Features of Capability Systems
A Field Guide for Capability Systems
Early Design Freezes
- Can’t read the bits—cannot turn caps into bits.
- Can’t write the bits—cannot turn bits into caps.
- All interactions by caps.
- Caps are invokable by using them to address a message.
- Can pass caps in messages.
- Caps can be detected in messages and in memory.
- Non-delagatable caps (which cannot be included in messages)
- Stack or other continuation mechanism.
- Revokability
- Turn code into behavior—new behavior can be added.

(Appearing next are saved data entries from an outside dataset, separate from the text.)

//! GET /api/logs?page=: audit log, newest first, admin only.

use std::sync::Arc;

use axum::extract::Query;
use axum::{Extension, Json};
use serde::Deserialize;
use tally_core::audit::LogPage;
use tally_core::LedgerService;

use super::{ok, ApiResponse};
use crate::error::AppError;
use crate::session::CurrentUser;

#[derive(Debug, Deserialize)]
pub struct PageQuery {
    pub page: Option<i64>,
}

pub async fn list_logs(
    Extension(service): Extension<Arc<dyn LedgerService>>,
    Extension(current): Extension<CurrentUser>,
    Query(query): Query<PageQuery>,
) -> Result<Json<ApiResponse<LogPage>>, AppError> {
    let page = service
        .audit_log(&current.principal, query.page.unwrap_or(1))
        .await?;
    Ok(ok(page))
}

- Caps can define memory. (RO or RW)
- Weak or Sensory memory caps
- Synergy—can compare caps for equality.
- Efficient Synergy—sealers or brands.
- Caps for space authority
- Caps for processing authority
Notes
#1 and #2 are redundant but beware that reading bits from caps may indirectly reveal secrets.
#3 needs qualifications concerning noise.
#6: If code comes from some untrusted source one may need to know what caps it holds before turning it into behavior.
Membranes require searching messages for caps.
#7 is an anti feature, I think.
#8 is necessary if the code to define objects is itself subject to capability discipline.
#9 by indirection, I presume.
Without #14 (C++’s private attribute) and membranes are impossible.
I do not try here to analyze using secrets as capabilities.
I do not claim that secrets cannot serve as capabilities.
The art of using secrets for caps merges onto crypto, which is hard.
Using secrets seems incompatible with some goals such as confinement.
These design freezes effect both (kernel or runtime) and application design.
Some code will not care about #11 thru #16.